Presented by MA Curatorial Practice

My-O-My

January 12 - 20, 2017
Close up picture of a multi-media piece of art made with cord, rope, and other matter.
Credit: Jade Yumang, "Page 20," 2014, scanned gay erotica page printed with archival ink on cotton, polyurethane foam, chicken wire, hand-cut tea-sprayed rag paper, satin rope and fringe. Courtesy of the artist.

Reception

Thu, Jan 12; 6:30 - 9:30pm

CP Projects Space at the School of Visual Arts is pleased to present "My-O-My," curated by MA Curatorial Practice Fellow Jasa McKenzie. "My-O-My" celebrates an erotic, queer magazine of the same name from the late 1960s and '70s. In 1972, police in Middletown, New Jersey, entered a bookstore without a warrant and confiscated the publication, which was viewed as profane, resulting in a legal dispute.

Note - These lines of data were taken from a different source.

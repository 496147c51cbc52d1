//! Command-line argument parsing

/// Command-line arguments for the matrix slot renderer
#[derive(argh::FromArgs, Debug, Clone)]
/// Matrix Slot Renderer
///
/// Shows one content slot (text, clock, date, icon or bitmap) on a 32x8 matrix.
pub struct CliArgs {
    #[argh(option, short = 'm', default = "String::from(\"text_screen\")")]
    /// slot mode, e.g. "text_screen", "rainbow_clock", "icon_screen". Default: "text_screen"
    pub mode: String,

    #[argh(option, short = 't', default = "String::new()")]
    /// text shown by text, icon and small bitmap modes
    pub text: String,

    #[argh(option, short = 'i')]
    /// name of the icon shown by icon and full screen modes
    pub icon: Option<String>,

    #[argh(option)]
    /// path to a JSON file with additional icons
    pub icons: Option<String>,

    #[argh(option, short = 's', default = "10")]
    /// requested screen time in seconds. Default: 10
    pub screen_time: u32,

    #[argh(option, default = "0")]
    /// seconds to hold the slot beyond its screen time on first activation. Default: 0
    pub hold: i64,

    #[argh(option, short = 'c', default = "String::from(\"255,255,255\")")]
    /// text color as "r,g,b". Default: "255,255,255"
    pub color: String,

    #[argh(switch)]
    /// use the special font instead of the default font
    pub special_font: bool,

    #[argh(option, default = "String::from(\"ltr\")")]
    /// scroll policy: "ltr" (center short text), "ltr-uniform" (always scroll)
    /// or "rtl" (right to left). Default: "ltr"
    pub scroll_policy: String,

    #[argh(option, default = "2")]
    /// full scroll passes before the slot may rotate. Default: 2
    pub scroll_count: u32,

    #[argh(option, default = "80")]
    /// milliseconds per scroll step. Default: 80
    pub scroll_interval: u64,

    #[argh(option, default = "32")]
    /// milliseconds per hue step of rainbow modes. Default: 32
    pub rainbow_interval: u64,

    #[argh(option, default = "String::from(\"%H:%M\")")]
    /// strftime format of clock modes. Default: "%H:%M"
    pub time_format: String,

    #[argh(option, default = "String::from(\"%d.%m.\")")]
    /// strftime format of date modes. Default: "%d.%m."
    pub date_format: String,

    #[argh(switch)]
    /// reserve two columns on the left for the gauge
    pub gauge: bool,

    #[argh(switch)]
    /// show the day of month next to the clock
    pub day_of_month: bool,

    #[argh(option, default = "20")]
    /// render tick in milliseconds. Default: 20
    pub tick_ms: u64,

    #[argh(switch)]
    /// print the matrix to the terminal
    pub preview: bool,

    #[argh(option, default = "25")]
    /// ticks between terminal previews. Default: 25
    pub preview_every: u32,
}

impl CliArgs {
    /// Parse CLI arguments
    pub fn parse() -> Self {
        argh::from_env()
    }
}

The series of works in this exhibition are by the artist Jade Yumang. Each presents one of the 32 pages of the magazine, reproduced on fabric and turned into genderless sculptures. Walking through the space, viewers can experience the publication as lifesize, as if paging through the magazine itself with their whole being.

The subject matter calls back to a time of queer repression and seeks to bring it to light, reminding us to celebrate progress to this day. This small moment in history may have been lost, but it is now remembered for the ways in which freedom and love have triumphed through years of repression. Especially today, freedom of identity and remembrance of the past are more important as we face another oppressive political climate.

Yumang’s series is a way of tracing and abstracting the imagery of gay male archetypes in erotic and pornographic magazines. The shapes do not refer to anything specific, but are visual intermediaries to a culture that always changes. These are then transformed as queer objects that point in many directions, rather than being bound by gender and sexual preconditions.